----- Record set -----

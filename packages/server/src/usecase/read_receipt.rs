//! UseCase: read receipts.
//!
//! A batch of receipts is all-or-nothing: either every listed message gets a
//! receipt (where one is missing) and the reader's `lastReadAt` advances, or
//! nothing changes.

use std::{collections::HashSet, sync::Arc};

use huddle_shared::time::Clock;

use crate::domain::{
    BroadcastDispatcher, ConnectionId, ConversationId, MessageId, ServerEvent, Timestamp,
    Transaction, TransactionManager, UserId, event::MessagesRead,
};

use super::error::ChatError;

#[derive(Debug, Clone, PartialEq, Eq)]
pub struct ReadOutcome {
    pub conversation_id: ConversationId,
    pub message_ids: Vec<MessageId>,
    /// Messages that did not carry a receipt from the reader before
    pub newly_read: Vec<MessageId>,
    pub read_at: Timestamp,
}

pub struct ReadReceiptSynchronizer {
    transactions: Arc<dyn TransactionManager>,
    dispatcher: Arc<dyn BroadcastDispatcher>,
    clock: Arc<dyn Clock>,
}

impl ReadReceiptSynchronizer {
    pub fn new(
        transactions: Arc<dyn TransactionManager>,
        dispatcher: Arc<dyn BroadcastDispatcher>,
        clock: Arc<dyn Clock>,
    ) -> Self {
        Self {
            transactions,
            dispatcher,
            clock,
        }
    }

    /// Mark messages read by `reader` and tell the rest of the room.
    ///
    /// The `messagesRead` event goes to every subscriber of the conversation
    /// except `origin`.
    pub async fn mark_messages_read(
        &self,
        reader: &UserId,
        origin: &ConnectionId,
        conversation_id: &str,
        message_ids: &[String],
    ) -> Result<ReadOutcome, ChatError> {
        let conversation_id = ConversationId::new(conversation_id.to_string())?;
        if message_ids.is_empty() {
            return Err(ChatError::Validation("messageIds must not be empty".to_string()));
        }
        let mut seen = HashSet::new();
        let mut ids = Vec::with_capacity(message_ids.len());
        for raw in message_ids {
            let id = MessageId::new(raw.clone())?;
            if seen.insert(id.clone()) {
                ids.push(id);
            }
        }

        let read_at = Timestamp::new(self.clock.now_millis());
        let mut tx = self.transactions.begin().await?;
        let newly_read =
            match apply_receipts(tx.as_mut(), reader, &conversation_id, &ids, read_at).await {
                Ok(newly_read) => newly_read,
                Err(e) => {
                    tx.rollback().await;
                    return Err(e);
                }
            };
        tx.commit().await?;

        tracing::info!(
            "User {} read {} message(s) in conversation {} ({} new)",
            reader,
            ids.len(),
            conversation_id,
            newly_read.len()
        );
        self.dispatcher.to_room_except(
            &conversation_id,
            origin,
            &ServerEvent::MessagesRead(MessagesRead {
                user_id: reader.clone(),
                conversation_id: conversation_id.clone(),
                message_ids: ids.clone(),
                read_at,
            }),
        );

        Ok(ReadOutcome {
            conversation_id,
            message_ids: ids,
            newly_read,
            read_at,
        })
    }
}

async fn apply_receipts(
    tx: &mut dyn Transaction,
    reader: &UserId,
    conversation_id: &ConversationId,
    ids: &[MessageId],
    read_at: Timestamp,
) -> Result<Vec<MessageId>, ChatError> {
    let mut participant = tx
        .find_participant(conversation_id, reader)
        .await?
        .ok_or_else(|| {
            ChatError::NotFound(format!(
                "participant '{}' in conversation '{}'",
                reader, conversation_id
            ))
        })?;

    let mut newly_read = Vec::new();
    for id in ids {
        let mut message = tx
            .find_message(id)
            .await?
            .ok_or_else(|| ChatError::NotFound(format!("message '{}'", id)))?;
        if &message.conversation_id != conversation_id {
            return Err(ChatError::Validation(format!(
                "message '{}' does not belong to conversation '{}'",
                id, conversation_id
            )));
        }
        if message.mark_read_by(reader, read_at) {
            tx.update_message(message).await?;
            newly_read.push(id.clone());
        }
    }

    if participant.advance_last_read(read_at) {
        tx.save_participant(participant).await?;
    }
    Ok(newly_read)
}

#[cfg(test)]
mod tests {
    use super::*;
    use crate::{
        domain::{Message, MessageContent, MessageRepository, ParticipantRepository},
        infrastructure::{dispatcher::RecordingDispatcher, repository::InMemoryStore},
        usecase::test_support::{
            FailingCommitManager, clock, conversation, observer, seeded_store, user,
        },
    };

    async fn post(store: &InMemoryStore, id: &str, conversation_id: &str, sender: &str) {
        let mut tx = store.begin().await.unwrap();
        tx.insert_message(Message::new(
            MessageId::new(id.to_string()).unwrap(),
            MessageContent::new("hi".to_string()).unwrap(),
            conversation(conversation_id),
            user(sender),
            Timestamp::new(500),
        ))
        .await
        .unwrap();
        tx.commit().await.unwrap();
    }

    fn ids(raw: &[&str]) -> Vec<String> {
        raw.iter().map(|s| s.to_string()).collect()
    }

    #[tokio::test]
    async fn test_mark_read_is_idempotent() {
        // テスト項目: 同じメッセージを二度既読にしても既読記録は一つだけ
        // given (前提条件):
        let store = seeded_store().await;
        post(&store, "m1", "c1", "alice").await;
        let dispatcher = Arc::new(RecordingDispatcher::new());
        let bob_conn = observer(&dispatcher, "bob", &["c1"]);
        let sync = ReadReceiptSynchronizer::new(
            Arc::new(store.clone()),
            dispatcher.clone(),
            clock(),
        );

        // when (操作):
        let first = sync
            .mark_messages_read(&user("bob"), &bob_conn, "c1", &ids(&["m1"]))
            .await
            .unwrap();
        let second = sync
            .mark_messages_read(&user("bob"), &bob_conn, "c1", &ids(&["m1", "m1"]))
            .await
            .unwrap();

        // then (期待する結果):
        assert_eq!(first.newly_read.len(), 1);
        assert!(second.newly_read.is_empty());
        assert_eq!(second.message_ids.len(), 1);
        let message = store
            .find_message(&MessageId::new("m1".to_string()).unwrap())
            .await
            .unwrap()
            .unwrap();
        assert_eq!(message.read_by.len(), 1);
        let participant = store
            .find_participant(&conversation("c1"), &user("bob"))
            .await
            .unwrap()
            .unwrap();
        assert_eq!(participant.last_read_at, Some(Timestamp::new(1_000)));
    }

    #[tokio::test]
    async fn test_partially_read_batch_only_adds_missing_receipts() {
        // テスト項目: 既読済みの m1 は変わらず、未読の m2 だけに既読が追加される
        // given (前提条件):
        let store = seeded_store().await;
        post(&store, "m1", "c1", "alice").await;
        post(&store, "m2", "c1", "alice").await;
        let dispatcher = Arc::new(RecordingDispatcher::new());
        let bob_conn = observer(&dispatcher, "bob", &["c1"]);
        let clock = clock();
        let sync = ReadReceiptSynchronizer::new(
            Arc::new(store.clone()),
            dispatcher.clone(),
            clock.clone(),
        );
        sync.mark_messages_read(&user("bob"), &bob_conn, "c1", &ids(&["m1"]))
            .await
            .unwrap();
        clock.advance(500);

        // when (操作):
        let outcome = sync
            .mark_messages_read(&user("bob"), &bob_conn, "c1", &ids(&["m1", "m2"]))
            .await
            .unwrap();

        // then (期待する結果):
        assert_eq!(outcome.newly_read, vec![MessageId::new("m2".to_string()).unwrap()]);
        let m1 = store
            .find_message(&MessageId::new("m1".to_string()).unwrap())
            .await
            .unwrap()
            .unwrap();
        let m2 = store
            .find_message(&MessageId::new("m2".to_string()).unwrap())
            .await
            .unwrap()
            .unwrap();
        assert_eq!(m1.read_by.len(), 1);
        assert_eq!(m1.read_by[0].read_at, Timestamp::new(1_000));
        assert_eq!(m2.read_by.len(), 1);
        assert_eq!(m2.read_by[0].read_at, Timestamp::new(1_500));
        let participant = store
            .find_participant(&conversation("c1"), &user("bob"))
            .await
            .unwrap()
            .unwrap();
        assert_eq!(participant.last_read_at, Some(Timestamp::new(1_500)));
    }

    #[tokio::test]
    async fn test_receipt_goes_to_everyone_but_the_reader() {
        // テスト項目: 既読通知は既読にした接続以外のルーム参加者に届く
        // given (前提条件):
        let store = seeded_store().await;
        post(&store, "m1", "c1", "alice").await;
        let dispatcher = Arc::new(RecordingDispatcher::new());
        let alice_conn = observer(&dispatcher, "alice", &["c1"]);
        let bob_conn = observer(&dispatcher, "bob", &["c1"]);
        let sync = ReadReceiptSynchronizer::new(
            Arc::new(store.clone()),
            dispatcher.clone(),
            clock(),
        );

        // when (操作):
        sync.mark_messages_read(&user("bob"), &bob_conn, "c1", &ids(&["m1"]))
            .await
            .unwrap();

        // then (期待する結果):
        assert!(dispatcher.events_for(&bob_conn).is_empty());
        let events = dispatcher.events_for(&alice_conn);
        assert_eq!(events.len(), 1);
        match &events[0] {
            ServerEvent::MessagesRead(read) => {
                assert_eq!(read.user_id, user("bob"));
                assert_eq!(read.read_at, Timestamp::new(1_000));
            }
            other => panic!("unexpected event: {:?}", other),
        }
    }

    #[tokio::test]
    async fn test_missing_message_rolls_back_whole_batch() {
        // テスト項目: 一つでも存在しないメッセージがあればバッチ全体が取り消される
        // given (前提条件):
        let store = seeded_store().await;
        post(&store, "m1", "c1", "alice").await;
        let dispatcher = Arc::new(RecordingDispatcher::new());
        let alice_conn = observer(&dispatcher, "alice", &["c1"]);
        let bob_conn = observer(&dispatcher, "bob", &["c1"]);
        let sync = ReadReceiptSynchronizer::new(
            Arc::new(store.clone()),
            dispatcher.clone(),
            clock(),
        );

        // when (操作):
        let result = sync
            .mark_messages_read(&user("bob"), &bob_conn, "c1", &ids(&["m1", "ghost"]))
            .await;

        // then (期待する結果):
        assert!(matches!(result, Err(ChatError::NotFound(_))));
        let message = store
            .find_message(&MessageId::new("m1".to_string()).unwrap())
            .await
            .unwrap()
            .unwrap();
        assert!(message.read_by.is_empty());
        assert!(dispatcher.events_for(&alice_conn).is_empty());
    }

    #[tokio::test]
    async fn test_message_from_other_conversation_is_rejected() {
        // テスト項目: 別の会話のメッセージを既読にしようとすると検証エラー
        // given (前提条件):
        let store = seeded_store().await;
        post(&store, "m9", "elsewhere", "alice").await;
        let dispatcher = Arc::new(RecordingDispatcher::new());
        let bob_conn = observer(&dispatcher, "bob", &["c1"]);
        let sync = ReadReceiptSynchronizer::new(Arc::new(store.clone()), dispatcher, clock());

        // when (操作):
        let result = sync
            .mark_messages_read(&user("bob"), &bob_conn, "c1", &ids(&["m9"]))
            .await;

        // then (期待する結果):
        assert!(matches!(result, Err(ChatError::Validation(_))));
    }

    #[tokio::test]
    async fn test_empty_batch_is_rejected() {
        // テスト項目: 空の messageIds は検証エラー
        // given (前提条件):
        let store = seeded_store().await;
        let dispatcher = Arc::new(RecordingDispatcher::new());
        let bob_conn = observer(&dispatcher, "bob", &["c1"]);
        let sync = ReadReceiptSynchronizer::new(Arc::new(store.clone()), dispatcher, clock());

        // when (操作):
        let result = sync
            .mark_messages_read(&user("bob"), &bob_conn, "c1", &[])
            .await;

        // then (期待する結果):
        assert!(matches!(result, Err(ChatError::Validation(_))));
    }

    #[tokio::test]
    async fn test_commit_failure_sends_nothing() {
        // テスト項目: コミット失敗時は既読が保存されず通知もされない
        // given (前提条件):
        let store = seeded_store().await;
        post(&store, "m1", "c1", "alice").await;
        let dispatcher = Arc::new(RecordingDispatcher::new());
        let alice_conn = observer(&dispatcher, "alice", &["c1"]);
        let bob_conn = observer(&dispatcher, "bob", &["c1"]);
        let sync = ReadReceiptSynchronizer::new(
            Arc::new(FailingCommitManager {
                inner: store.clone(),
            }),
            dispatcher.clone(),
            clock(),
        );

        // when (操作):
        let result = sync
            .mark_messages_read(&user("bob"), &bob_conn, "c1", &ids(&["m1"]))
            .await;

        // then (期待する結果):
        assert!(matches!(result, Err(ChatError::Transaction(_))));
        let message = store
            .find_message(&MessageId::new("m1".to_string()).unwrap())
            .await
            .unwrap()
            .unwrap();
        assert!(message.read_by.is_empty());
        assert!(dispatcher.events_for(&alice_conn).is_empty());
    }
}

-----

**Problem details:** Scan the lines above, and whenever one holds the string "messageIds", copy it.

**Your response:**
            return Err(ChatError::Validation("messageIds must not be empty".to_string()));
        // テスト項目: 空の messageIds は検証エラー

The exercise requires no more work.